Tear, that sounds promising. I would choose to see the heavy af as the cyst resolving itself. Soon you can try again

fierrbugg, happy anniversary!! (wedding anniversary) I am astounded about AMA, just astounded. I guess I am ancient then

afm, just hanging out feeling very non pregnant. If I conceived, the sperm would have had to live inside of me 5 days, which I know is possible, but highly unlikely. For the best though as my life is pretty tumultuous lately, and there is so much drama created by my 14yo son . I won't even go into it. It just nearly ruined my day, and DH was getting irritated with me for being so upset by it. Happy day BUT things are looking up, DH and I were able to snug up together for a while and just relax with the dog, watching the Dog Whisperer and the Travel channel dreaming of a getaway.

Let me just say, I am not exagerating when I say that I got over 30 texts from my son. Maybe more. Many of them resends when I didn't answer him right away. He was pushing my buttons and inducing guilt (mother guilt) in me. He was bothering me at work, and also when I was trying to work things through with DH. The kids are with their dad, it is their usual time, and DH and I are trying to work through some of this 'stuff'
post #55 of 404
Back from the endo. UGH. The u/s showed a little tiny lump on my left thyroid and a really big one on my right. She prefaced the u/s with "We'll only be concerned about a lump that's 1cm or larger." Yeah, mine on the right side was 2.5 - 4 and possibly 2 lumped on top of each other. She couldn't really get a good angle on them w/ the u/s so she wasn't quite sure. She said it looks like there's fluid inside the big one and thinks that's a good sign that it's NOT cancerous. She sd normally she does the biopsy right then but wasn't sure she'd need to so didn't schedule one for today. She didn't realize the one on the right would be that large. So, I had to reschedule for the biopsy . . . for mid March. BUT, at least she waived my copay for that appt.
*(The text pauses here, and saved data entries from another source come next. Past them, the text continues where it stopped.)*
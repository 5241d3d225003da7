// Copyright 2026, Jeroen van Erp <jeroen@geeko.me>
// SPDX-License-Identifier: Apache-2.0
use crate::error::{Result, SeedkeeperError};
use crate::types::extension::NamedResourceReference;
use flate2::read::GzDecoder;
use flate2::write::GzEncoder;
use flate2::Compression;
use k8s_openapi::api::autoscaling::v1::CrossVersionObjectReference;
use k8s_openapi::apimachinery::pkg::runtime::RawExtension;
use k8s_openapi::ByteString;
use kube::CustomResource;
use serde::{Deserialize, Serialize};
use std::collections::BTreeMap;
use std::io::{Read, Write};

/// Persisted state of a shoot's control plane, used to restore it in another seed.
#[derive(CustomResource, Serialize, Deserialize, Clone, Debug, Default, PartialEq)]
#[kube(group = "core.gardener.cloud", version = "v1beta1", kind = "ShootState")]
#[kube(namespaced)]
#[kube(schema = "disabled")]
#[serde(rename_all = "camelCase")]
pub struct ShootStateSpec {
    #[serde(default, skip_serializing_if = "Vec::is_empty")]
    pub gardener: Vec<GardenerResourceData>,
    #[serde(default, skip_serializing_if = "Vec::is_empty")]
    pub extensions: Vec<ExtensionResourceState>,
    #[serde(default, skip_serializing_if = "Vec::is_empty")]
    pub resources: Vec<ResourceData>,
}

#[derive(Serialize, Deserialize, Clone, Debug, PartialEq)]
pub struct GardenerResourceData {
    pub name: String,
    #[serde(rename = "type")]
    pub data_type: String,
    pub data: RawExtension,
    #[serde(skip_serializing_if = "Option::is_none")]
    pub labels: Option<BTreeMap<String, String>>,
}

#[derive(Serialize, Deserialize, Clone, Debug, PartialEq)]
pub struct ExtensionResourceState {
    pub kind: String,
    #[serde(skip_serializing_if = "Option::is_none")]
    pub name: Option<String>,
    #[serde(skip_serializing_if = "Option::is_none")]
    pub purpose: Option<String>,
    #[serde(skip_serializing_if = "Option::is_none")]
    pub state: Option<RawExtension>,
    #[serde(default, skip_serializing_if = "Vec::is_empty")]
    pub resources: Vec<NamedResourceReference>,
}

impl ExtensionResourceState {
    fn matches(&self, kind: &str, name: Option<&str>, purpose: Option<&str>) -> bool {
        self.kind == kind && self.name.as_deref() == name && self.purpose.as_deref() == purpose
    }
}

#[derive(Serialize, Deserialize, Clone, Debug, PartialEq)]
pub struct ResourceData {
    #[serde(flatten)]
    pub resource_ref: CrossVersionObjectReference,
    pub data: RawExtension,
}

impl ShootStateSpec {
    /// Gardener data entry with the given name
    pub fn gardener_data(&self, name: &str) -> Option<&GardenerResourceData> {
        self.gardener.iter().find(|d| d.name == name)
    }

    /// Extension state entry identified by kind, name and purpose
    pub fn extension_state(
        &self,
        kind: &str,
        name: Option<&str>,
        purpose: Option<&str>,
    ) -> Option<&ExtensionResourceState> {
        self.extensions.iter().find(|e| e.matches(kind, name, purpose))
    }

    /// Replace the matching extension state entry or append a new one
    pub fn upsert_extension_state(&mut self, state: ExtensionResourceState) {
        let existing = self.extensions.iter_mut().find(|e| {
            e.matches(&state.kind, state.name.as_deref(), state.purpose.as_deref())
        });

        match existing {
            Some(e) => *e = state,
            None => self.extensions.push(state),
        }
    }

    /// Resource data saved for the given object reference
    pub fn resource_data(&self, reference: &CrossVersionObjectReference) -> Option<&ResourceData> {
        self.resources.iter().find(|r| {
            r.resource_ref.kind == reference.kind
                && r.resource_ref.name == reference.name
                && r.resource_ref.api_version == reference.api_version
        })
    }
}

#[derive(Serialize, Deserialize)]
struct CompressedMachineState {
    state: ByteString,
}

/// Unpack machine state stored as `{"state": base64(gzip(json))}`.
/// Returns `None` if nothing was stored.
pub fn decompress_machine_state(data: &RawExtension) -> Result<Option<serde_json::Value>> {
    if data.0.is_null() {
        return Ok(None);
    }

    let compressed: CompressedMachineState = serde_json::from_value(data.0.clone())?;
    if compressed.state.0.is_empty() {
        return Ok(None);
    }

    let mut decompressed = Vec::new();
    GzDecoder::new(compressed.state.0.as_slice())
        .read_to_end(&mut decompressed)
        .map_err(|e| {
            SeedkeeperError::MachineStateError(format!("failed to decompress machine state: {}", e))
        })?;

    Ok(Some(serde_json::from_slice(&decompressed)?))
}

/// Pack machine state into the format read by `decompress_machine_state`
pub fn compress_machine_state(state: &serde_json::Value) -> Result<RawExtension> {
    let mut encoder = GzEncoder::new(Vec::new(), Compression::default());
    encoder.write_all(&serde_json::to_vec(state)?)?;
    let compressed = encoder.finish()?;

    Ok(RawExtension(serde_json::to_value(CompressedMachineState {
        state: ByteString(compressed),
    })?))
}

#[cfg(test)]
mod tests {
    use super::*;

    #[test]
    fn test_machine_state_survives_compression() {
        let state = serde_json::json!({"machineDeployments": {"pool-z1": {"replicas": 2}}});

        let compressed = compress_machine_state(&state).unwrap();
        assert!(compressed.0["state"].is_string());

        assert_eq!(decompress_machine_state(&compressed).unwrap(), Some(state));
    }

    #[test]
    fn test_decompress_machine_state_without_data() {
        assert_eq!(
            decompress_machine_state(&RawExtension(serde_json::Value::Null)).unwrap(),
            None
        );
    }

    #[test]
    fn test_decompress_machine_state_rejects_plain_bytes() {
        let data = RawExtension(serde_json::json!({"state": "bm90IGd6aXA="}));
        assert!(matches!(
            decompress_machine_state(&data),
            Err(SeedkeeperError::MachineStateError(_))
        ));
    }

    fn make_state(kind: &str, name: &str, state: serde_json::Value) -> ExtensionResourceState {
        ExtensionResourceState {
            kind: kind.to_string(),
            name: Some(name.to_string()),
            purpose: None,
            state: Some(RawExtension(state)),
            resources: vec![],
        }
    }

    #[test]
    fn test_upsert_extension_state_appends_new_entry() {
        let mut spec = ShootStateSpec::default();
        spec.upsert_extension_state(make_state("Worker", "foo", serde_json::json!({"a": 1})));
        spec.upsert_extension_state(make_state("Infrastructure", "foo", serde_json::json!({})));

        assert_eq!(spec.extensions.len(), 2);
    }

    #[test]
    fn test_upsert_extension_state_replaces_matching_entry() {
        let mut spec = ShootStateSpec::default();
        spec.upsert_extension_state(make_state("Worker", "foo", serde_json::json!({"a": 1})));
        spec.upsert_extension_state(make_state("Worker", "foo", serde_json::json!({"a": 2})));

        assert_eq!(spec.extensions.len(), 1);
        let state = spec.extension_state("Worker", Some("foo"), None).unwrap();
        assert_eq!(state.state.as_ref().unwrap().0["a"], 2);
    }

    #[test]
    fn test_resource_data_matches_flattened_reference() {
        let spec: ShootStateSpec = serde_json::from_value(serde_json::json!({
            "resources": [{
                "apiVersion": "v1",
                "kind": "Secret",
                "name": "machine-credentials",
                "data": {"foo": "bar"}
            }]
        }))
        .unwrap();

        let reference = CrossVersionObjectReference {
            api_version: Some("v1".to_string()),
            kind: "Secret".to_string(),
            name: "machine-credentials".to_string(),
        };

        assert_eq!(spec.resource_data(&reference).unwrap().data.0["foo"], "bar");
    }
}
She explained that there will basically be 1 of 4 results from the biopsy and all but one requires me to have surgery for removal of the lump and possibly thyroid on both sides which puts me on thyroid meds for the rest of my life. But once we get this taken care of depending on what the results are (cancerous = removal + radioactive pill + no ttc for 6-12 mos), we can focus on the low growth hormone that my RE sent me there to address to begin with. *le sigh* I'm so bummed out. Eating chocolate like it's going out of style and considering attacking the bottle of So Co I have in the pantry. Seriously. This girl needs some hard liquor.
post #56 of 404
fierrbugg, BIG s How scary and frustrating to have to wait.
post #57 of 404
Just doing a driveby hug for fierrbugg
post #58 of 404
Quote:
Originally Posted by fierrbugg View Post
I'm 32y/o and "advanced maternal age" (still not getting over that one, btw)
I was not labeled as AMA at 38, so you, dear young one, are not AMA. I think the medical community has changed the rules on when someone is considered AMA.

Quote:
Originally Posted by fierrbugg View Post
I'm so bummed out. Eating chocolate like it's going out of style and considering attacking the bottle of So Co I have in the pantry. Seriously. This girl needs some hard liquor.
Do what you have to do.
post #59 of 404
fierrbugg, I'm so sorry. I know how scary it is to be facing the possibility of cancer, no matter how small the risk. I wish you the very best possible outcome, and hit that chocolate hard. You need to take care of your emotions tonight. I'm sending you huge hugs!
post #60 of 404
ps - we've been making sushi ourselves lately. Just stuffed my belly with healthy yummy California rolls -- homemade!